В тот же день я решил заново опросить всех, кто находился в лагере ночью исчезновения. Составил список: охранники, технички, повара, вожатые. В разговоре с охранником по фамилии Тимошин — крепкий, коротко стриженый, с наколкой на шее — он сказал странную вещь:

— Слышали, как щёлкает?

— Что щёлкает?

— Фотоаппарат. Ночью. Щёлк — щёлк. Рядом с корпусом. Думали — свои. Но когда вышли — никого.

— Видели?

— Только… — он замялся. — Только как будто блеснуло. Не как лампа. Холоднее. И никакого щелчка не было в воздухе. Он… внутри головы. Понимаете?

Я кивнул. Я начинал понимать. Слишком много людей говорили о вещах, которые невозможно объяснить простыми методами. И все — говорили тихо. Словно боялись, что кто-то подслушивает.

Вечером я решил проверить периметр. Попросил выдать мне фонарь и компас. Компас — старый армейский. Металлический, с флуоресцентной стрелкой. Но как только я вышел за ворота и оказался в лесу, стрелка замерла. Ни на север, ни на юг — просто дрожала. Будто игла потеряла магнит.

Фонарь мигал. Свет пропадал и появлялся снова. Я подумал о батарейках, проверил — новые. Но в тот момент, когда я стоял на развилке троп, он мигнул особенно резко — и я увидел.

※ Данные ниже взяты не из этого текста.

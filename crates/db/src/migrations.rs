use sqlx::migrate::{MigrateError, Migrator};

use crate::DbPool;

pub static MIGRATOR: Migrator = sqlx::migrate!("../../migrations");

pub async fn run_pending(pool: &DbPool) -> Result<(), MigrateError> {
    MIGRATOR.run(pool).await
}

На склоне, метрах в двадцати от меня, стояла фигура. Высокая. Вся в белом. Ни складок, ни деталей. Гладкий силуэт. Без лица. Без знаков. Руки опущены вдоль тела. Стояла и смотрела прямо на меня. Я не видел глаз — но знал, что смотрит.

Я не кричал. Не двигался. Просто замер. Мы смотрели друг на друга, не меньше двадцати секунд. Потом фигура исчезла. Не побежала, не ушла. Просто — растворилась, как слайд при выключенном проекторе.

Я вернулся в лагерь, дрожа. В душевой вымыл лицо. Включил холодную воду. Заметил в зеркале — левый зрачок чуть шире правого. Пульс — гулкий, как от удара в колокол. Я впервые за долгое время почувствовал… страх. Не служебный, не боевой. Настоящий.

На следующий день пришёл отчёт от местной лаборатории. Мы отправляли на анализ образцы почвы с выжженного круга. Результат: повышенный уровень ионов серебра, с примесями тяжёлых изотопов. Специалист написал рукой на заключении: «Источник неизвестен. Показатели нехарактерны для природных или промышленных зон СССР».

Я позвонил через прямую линию в Новороссийск — там, на одной из баз, был офицер Пугачёв, которому я доверял. Когда услышал его голос, сказал:

— У вас кто-нибудь глушит связь по побережью?

Он ответил:

— Только неформально. Нам говорили, что над районом Туапсе фиксировали «аномальные колебания». Но командование приказало не фиксировать официально. Сказали — помехи от атмосферных фронтов. Только вот у нас сегодня приборы сами начали перезагружаться.

— Что значит — «сами»?

— Я имею в виду — без команды. Словно кто-то перебросил канал. Но в эфир никто не выходил.

Я замолчал. Потом сказал:

— Если что-то пойдёт не так — держи открытую линию.

Он понял. Пугачёв всегда понимал без расшифровки.

Тем же вечером я снова вернулся в корпус. Внутри было как обычно: пусто, чисто, холодно. Но на стене — появилась надпись. Красным. Мелко, внизу, за изголовьем койки. Почерк — детский. Буквы смазаны.

«ОНИ СКАЗАЛИ НЕ СМОТРЕТЬ ВВЕРХ».

Я стоял перед этой надписью долго. Минут десять. Затем тихо вышел и запер дверь на ключ. Отдал его Дрозду и сказал:

— Никто туда не входит. Ни под каким предлогом.

Он посмотрел на меня — и, к моему удивлению, не спросил почему.

Позже, перед сном, я поднялся на холм над лагерем. Смотрел вниз. Далеко внизу, за морем — огоньки катеров, сигналы маяков. А в небе — ни звезды.

Ни одной.

Будто кто-то выключил небо.

Я понимал: если продолжу копаться только внутри лагеря, всё будет топтанием на месте. Нужно выйти за периметр. Узнать, что говорят те, кто живёт рядом. Те, кто слышит лес по ночам, не по должности — по страху.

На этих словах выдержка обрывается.